INSTRUCTIONS FOR THE TASK.
Pick out the lines below with "dots" and list them.

[DATA FOR PROCESSING]

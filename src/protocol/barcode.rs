//! # ESC/POS Barcode Commands
//!
//! This module implements the byte layouts for 1D barcodes and the two 2D
//! symbols (QR Code and PDF417). Each submodule writes a complete command
//! sequence into a [`ByteBuffer`].
//!
//! ## Symbol Storage Blocks
//!
//! QR and PDF417 are configured through the `GS ( k` "symbol storage"
//! sub-protocol. Every block has the same framing:
//!
//! ```text
//! GS ( k  pL pH  cn fn [m]  payload...
//! └──┬──┘ └─┬─┘  └───┬───┘
//!  prefix  count   header
//!
//! count = len(header) + len(payload), little-endian u16
//! ```
//!
//! The count covers everything after the count field. For the data store
//! block the header is three bytes (`cn 50 30`), so the count is the data
//! length plus 3, never the data length alone.
//!
//! ## Usage
//!
//! ```
//! use recibo::buffer::ByteBuffer;
//! use recibo::protocol::barcode::{qr, QrOptions, QrErrorLevel};
//!
//! let mut buf = ByteBuffer::new();
//! qr::write(&mut buf, b"https://example.com", QrOptions::new().error_level(QrErrorLevel::M));
//! let bytes = buf.drain();
//! assert_eq!(&bytes[0..3], &[0x1D, 0x28, 0x6B]);
//! ```

use super::commands::{GS, NUL};
use super::text::Font;
use crate::buffer::ByteBuffer;

/// Prefix shared by every symbol storage block: `GS ( k`
pub const SYMBOL_PREFIX: [u8; 3] = [GS, b'(', b'k'];

/// Write one symbol storage block.
///
/// The count field is `header.len() + payload.len()`.
pub fn symbol_block(buf: &mut ByteBuffer, header: &[u8], payload: &[u8]) {
    let count = header.len() + payload.len();
    debug_assert!(
        count <= u16::MAX as usize,
        "Symbol block of {} bytes does not fit a 16-bit count",
        count
    );

    buf.write_bytes(&SYMBOL_PREFIX);
    buf.write_u16_le(count as u16);
    buf.write_bytes(header);
    buf.write_bytes(payload);
}

// ============================================================================
// 1D BARCODES (GS k)
// ============================================================================

/// 1D barcode symbology (`GS k m d1...dk NUL`)
///
/// Values are the NUL-terminated function A codes.
#[derive(Debug, Clone, Copy, PartialEq, Eq)]
#[repr(u8)]
pub enum Barcode {
    /// UPC-A (11-12 digits)
    UpcA = 0,
    /// UPC-E (6-8 digits)
    UpcE = 1,
    /// EAN-13 / JAN-13 (12-13 digits)
    Ean13 = 2,
    /// EAN-8 / JAN-8 (7-8 digits)
    Ean8 = 3,
    /// Code39 (A-Z, 0-9, space, -.$/%+)
    Code39 = 4,
    /// ITF (Interleaved 2 of 5, numeric pairs)
    Itf = 5,
    /// NW-7 / Codabar
    Codabar = 6,
}

/// HRI (Human Readable Interpretation) position (`GS H n`)
#[derive(Debug, Clone, Copy, PartialEq, Eq, Default)]
#[repr(u8)]
pub enum Position {
    #[default]
    None = 0,
    Above = 1,
    Below = 2,
    Both = 3,
}

/// Settings sent ahead of a 1D barcode.
///
/// Defaults are the printer's power-on values.
#[derive(Debug, Clone, Copy, PartialEq, Eq)]
pub struct BarcodeOptions {
    /// Bar height in dots (`GS h n`)
    pub height: u8,
    /// Module width, 2-6 on most printers (`GS w n`)
    pub width: u8,
    /// HRI font (`GS f n`)
    pub font: Font,
    /// HRI position (`GS H n`)
    pub position: Position,
}

impl Default for BarcodeOptions {
    fn default() -> Self {
        Self {
            height: 162,
            width: 3,
            font: Font::A,
            position: Position::None,
        }
    }
}

/// 1D barcode command sequence.
pub mod barcode1d {
    use super::*;

    /// # Print 1D Barcode
    ///
    /// Writes four set-up commands and then the barcode itself:
    ///
    /// | Step | Bytes |
    /// |------|-------|
    /// | HRI position | `GS H n` |
    /// | HRI font | `GS f n` |
    /// | Height | `GS h n` |
    /// | Module width | `GS w n` |
    /// | Print | `GS k m data NUL` |
    ///
    /// `data` is sent verbatim; the printer rejects content that does not
    /// suit the symbology.
    pub fn write(buf: &mut ByteBuffer, data: &[u8], kind: Barcode, options: BarcodeOptions) {
        buf.write_bytes(&[GS, b'H', options.position as u8]);
        buf.write_bytes(&[GS, b'f', options.font as u8]);
        buf.write_bytes(&[GS, b'h', options.height]);
        buf.write_bytes(&[GS, b'w', options.width]);

        buf.write_bytes(&[GS, b'k', kind as u8]);
        buf.write_bytes(data);
        buf.write_u8(NUL);
    }
}

// ============================================================================
// QR CODE (GS ( k, cn = 49)
// ============================================================================

/// QR Code model (function 165)
#[derive(Debug, Clone, Copy, PartialEq, Eq, Default)]
#[repr(u8)]
pub enum QrModel {
    /// Original QR Code
    #[default]
    Model1 = 0x31,
    /// Enhanced QR Code with alignment patterns
    Model2 = 0x32,
    /// Micro QR Code
    Micro = 0x33,
}

/// QR Code error correction level (function 169)
///
/// | Level | Recovery |
/// |-------|----------|
/// | L | ~7% |
/// | M | ~15% |
/// | Q | ~25% |
/// | H | ~30% |
#[derive(Debug, Clone, Copy, PartialEq, Eq, Default)]
#[repr(u8)]
pub enum QrErrorLevel {
    #[default]
    L = 0x30,
    M = 0x31,
    Q = 0x32,
    H = 0x33,
}

/// Optional QR settings. Unset fields fall back to model 1, level L and
/// module size 4.
#[derive(Debug, Clone, Copy, PartialEq, Eq, Default)]
pub struct QrOptions {
    pub model: Option<QrModel>,
    pub error_level: Option<QrErrorLevel>,
    /// Module size in dots, 1-16
    pub size: Option<u8>,
}

impl QrOptions {
    pub const DEFAULT_SIZE: u8 = 4;

    pub fn new() -> Self {
        Self::default()
    }

    pub fn model(mut self, model: QrModel) -> Self {
        self.model = Some(model);
        self
    }

    pub fn error_level(mut self, level: QrErrorLevel) -> Self {
        self.error_level = Some(level);
        self
    }

    pub fn size(mut self, size: u8) -> Self {
        self.size = Some(size);
        self
    }

    fn resolve(self) -> (QrModel, QrErrorLevel, u8) {
        (
            self.model.unwrap_or_default(),
            self.error_level.unwrap_or_default(),
            self.size.unwrap_or(Self::DEFAULT_SIZE),
        )
    }
}

/// QR Code command sequence.
pub mod qr {
    use super::*;

    /// Symbol type byte for QR in the `cn` position
    pub const CN: u8 = 0x31;

    /// # Store and Print a QR Code
    ///
    /// | Block | Header | Payload |
    /// |-------|--------|---------|
    /// | Select model | `31 41` | `model 00` |
    /// | Store data | `31 50 30` | data |
    /// | Error correction | `31 45` | level |
    /// | Module size | `31 43` | size |
    /// | Print | `31 51` | `30` |
    pub fn write(buf: &mut ByteBuffer, data: &[u8], options: QrOptions) {
        let (model, level, size) = options.resolve();

        symbol_block(buf, &[CN, 0x41], &[model as u8, 0x00]);
        symbol_block(buf, &[CN, 0x50, 0x30], data);
        symbol_block(buf, &[CN, 0x45], &[level as u8]);
        symbol_block(buf, &[CN, 0x43], &[size]);
        symbol_block(buf, &[CN, 0x51], &[0x30]);
    }
}

// ============================================================================
// PDF417 (GS ( k, cn = 48)
// ============================================================================

/// PDF417 variant (function 070)
#[derive(Debug, Clone, Copy, PartialEq, Eq, Default)]
#[repr(u8)]
pub enum Pdf417Type {
    #[default]
    Standard = 0,
    Truncated = 1,
}

/// PDF417 error correction level (function 069, level mode `m = 48`)
#[derive(Debug, Clone, Copy, PartialEq, Eq, Default)]
#[repr(u8)]
pub enum Pdf417ErrorLevel {
    Level0 = 0x30,
    #[default]
    Level1 = 0x31,
    Level2 = 0x32,
    Level3 = 0x33,
    Level4 = 0x34,
    Level5 = 0x35,
    Level6 = 0x36,
    Level7 = 0x37,
    Level8 = 0x38,
}

/// PDF417 settings.
#[derive(Debug, Clone, Copy, PartialEq, Eq)]
pub struct Pdf417Options {
    pub kind: Pdf417Type,
    /// Row height as a multiple of the module width
    pub height: u8,
    /// Module width in dots
    pub width: u8,
    /// Data columns, 0 = automatic
    pub columns: u8,
    /// Rows, 0 = automatic
    pub rows: u8,
    pub error_level: Pdf417ErrorLevel,
}

impl Default for Pdf417Options {
    fn default() -> Self {
        Self {
            kind: Pdf417Type::Standard,
            height: 1,
            width: 20,
            columns: 0,
            rows: 0,
            error_level: Pdf417ErrorLevel::Level1,
        }
    }
}

/// PDF417 command sequence.
pub mod pdf417 {
    use super::*;

    /// Symbol type byte for PDF417 in the `cn` position
    pub const CN: u8 = 0x30;

    /// # Store and Print a PDF417 Symbol
    ///
    /// | Block | Header | Payload |
    /// |-------|--------|---------|
    /// | Store data | `30 50 30` | data |
    /// | Columns | `30 41` | columns |
    /// | Rows | `30 42` | rows |
    /// | Module width | `30 43` | width |
    /// | Row height | `30 44` | height |
    /// | Error level | `30 45` | `30 level` |
    /// | Type | `30 46` | type |
    /// | Print | `30 51` | `30` |
    pub fn write(buf: &mut ByteBuffer, data: &[u8], options: Pdf417Options) {
        symbol_block(buf, &[CN, 0x50, 0x30], data);
        symbol_block(buf, &[CN, 0x41], &[options.columns]);
        symbol_block(buf, &[CN, 0x42], &[options.rows]);
        symbol_block(buf, &[CN, 0x43], &[options.width]);
        symbol_block(buf, &[CN, 0x44], &[options.height]);
        symbol_block(buf, &[CN, 0x45], &[0x30, options.error_level as u8]);
        symbol_block(buf, &[CN, 0x46], &[options.kind as u8]);
        symbol_block(buf, &[CN, 0x51], &[0x30]);
    }
}

// ============================================================================
// TESTS
// ============================================================================

#[cfg(test)]
mod tests {
    use super::*;
    use pretty_assertions::assert_eq;

    fn encode(f: impl FnOnce(&mut ByteBuffer)) -> Vec<u8> {
        let mut buf = ByteBuffer::new();
        f(&mut buf);
        buf.drain()
    }

    #[test]
    fn test_symbol_block_counts_header_and_payload() {
        let cmd = encode(|b| symbol_block(b, &[0x31, 0x50, 0x30], b"ABCDE"));
        assert_eq!(&cmd[0..3], &SYMBOL_PREFIX);
        assert_eq!(cmd[3], 8); // 5 data + 3 header
        assert_eq!(cmd[4], 0);
        assert_eq!(&cmd[5..8], &[0x31, 0x50, 0x30]);
        assert_eq!(&cmd[8..], b"ABCDE");
    }

    #[test]
    fn test_symbol_block_count_high_byte() {
        let data = vec![b'x'; 300];
        let cmd = encode(|b| symbol_block(b, &[0x31, 0x50, 0x30], &data));
        // 303 = 0x012F
        assert_eq!(&cmd[3..5], &[0x2F, 0x01]);
        assert_eq!(cmd.len(), 3 + 2 + 303);
    }

    mod barcode1d_tests {
        use super::*;
        use pretty_assertions::assert_eq;

        #[test]
        fn test_setup_then_print() {
            let options = BarcodeOptions {
                height: 80,
                width: 2,
                font: Font::B,
                position: Position::Below,
            };
            let cmd = encode(|b| barcode1d::write(b, b"12345678", Barcode::Ean8, options));
            let mut expected = vec![
                0x1D, b'H', 2, //
                0x1D, b'f', 1, //
                0x1D, b'h', 80, //
                0x1D, b'w', 2, //
                0x1D, b'k', 3,
            ];
            expected.extend_from_slice(b"12345678");
            expected.push(0x00);
            assert_eq!(cmd, expected);
        }

        #[test]
        fn test_default_options() {
            let cmd = encode(|b| {
                barcode1d::write(b, b"CODE", Barcode::Code39, BarcodeOptions::default())
            });
            assert_eq!(&cmd[0..12], &[0x1D, b'H', 0, 0x1D, b'f', 0, 0x1D, b'h', 162, 0x1D, b'w', 3]);
            assert_eq!(*cmd.last().unwrap(), 0x00);
        }
    }

    mod qr_tests {
        use super::*;
        use pretty_assertions::assert_eq;

        #[test]
        fn test_default_sequence() {
            let cmd = encode(|b| qr::write(b, b"Hi", QrOptions::default()));
            let expected = vec![
                // Select model 1
                0x1D, 0x28, 0x6B, 0x04, 0x00, 0x31, 0x41, 0x31, 0x00,
                // Store "Hi"
                0x1D, 0x28, 0x6B, 0x05, 0x00, 0x31, 0x50, 0x30, b'H', b'i',
                // Error correction L
                0x1D, 0x28, 0x6B, 0x03, 0x00, 0x31, 0x45, 0x30,
                // Module size 4
                0x1D, 0x28, 0x6B, 0x03, 0x00, 0x31, 0x43, 0x04,
                // Print
                0x1D, 0x28, 0x6B, 0x03, 0x00, 0x31, 0x51, 0x30,
            ];
            assert_eq!(cmd, expected);
        }

        #[test]
        fn test_options_override_defaults() {
            let options = QrOptions::new()
                .model(QrModel::Model2)
                .error_level(QrErrorLevel::H)
                .size(8);
            let cmd = encode(|b| qr::write(b, b"", options));
            assert_eq!(cmd[7], 0x32); // model 2
            // Empty data still carries the 3-byte header
            assert_eq!(&cmd[9..17], &[0x1D, 0x28, 0x6B, 0x03, 0x00, 0x31, 0x50, 0x30]);
            assert_eq!(cmd[24], 0x33); // level H
            assert_eq!(cmd[32], 8); // size
        }
    }

    mod pdf417_tests {
        use super::*;
        use pretty_assertions::assert_eq;

        #[test]
        fn test_default_sequence() {
            let cmd = encode(|b| pdf417::write(b, b"PDF", Pdf417Options::default()));
            let expected = vec![
                0x1D, 0x28, 0x6B, 0x06, 0x00, 0x30, 0x50, 0x30, b'P', b'D', b'F',
                0x1D, 0x28, 0x6B, 0x03, 0x00, 0x30, 0x41, 0, // columns
                0x1D, 0x28, 0x6B, 0x03, 0x00, 0x30, 0x42, 0, // rows
                0x1D, 0x28, 0x6B, 0x03, 0x00, 0x30, 0x43, 20, // width
                0x1D, 0x28, 0x6B, 0x03, 0x00, 0x30, 0x44, 1, // height
                0x1D, 0x28, 0x6B, 0x04, 0x00, 0x30, 0x45, 0x30, 0x31, // error level 1
                0x1D, 0x28, 0x6B, 0x03, 0x00, 0x30, 0x46, 0, // standard
                0x1D, 0x28, 0x6B, 0x03, 0x00, 0x30, 0x51, 0x30, // print
            ];
            assert_eq!(cmd, expected);
        }

        #[test]
        fn test_truncated_with_fixed_grid() {
            let options = Pdf417Options {
                kind: Pdf417Type::Truncated,
                columns: 4,
                rows: 10,
                error_level: Pdf417ErrorLevel::Level8,
                ..Default::default()
            };
            let cmd = encode(|b| pdf417::write(b, b"", options));
            // data block is 8 bytes for empty data
            assert_eq!(cmd[8 + 7], 4);
            assert_eq!(cmd[8 + 8 + 7], 10);
            assert!(cmd.ends_with(&[
                0x1D, 0x28, 0x6B, 0x03, 0x00, 0x30, 0x46, 1, //
                0x1D, 0x28, 0x6B, 0x03, 0x00, 0x30, 0x51, 0x30,
            ]));
            assert!(cmd.windows(2).any(|w| w == [0x30, 0x38]));
        }
    }
}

[/DATA FOR PROCESSING]

COMPLETED TASK.
    /// Bar height in dots (`GS h n`)
    /// Module size in dots, 1-16
    /// Module width in dots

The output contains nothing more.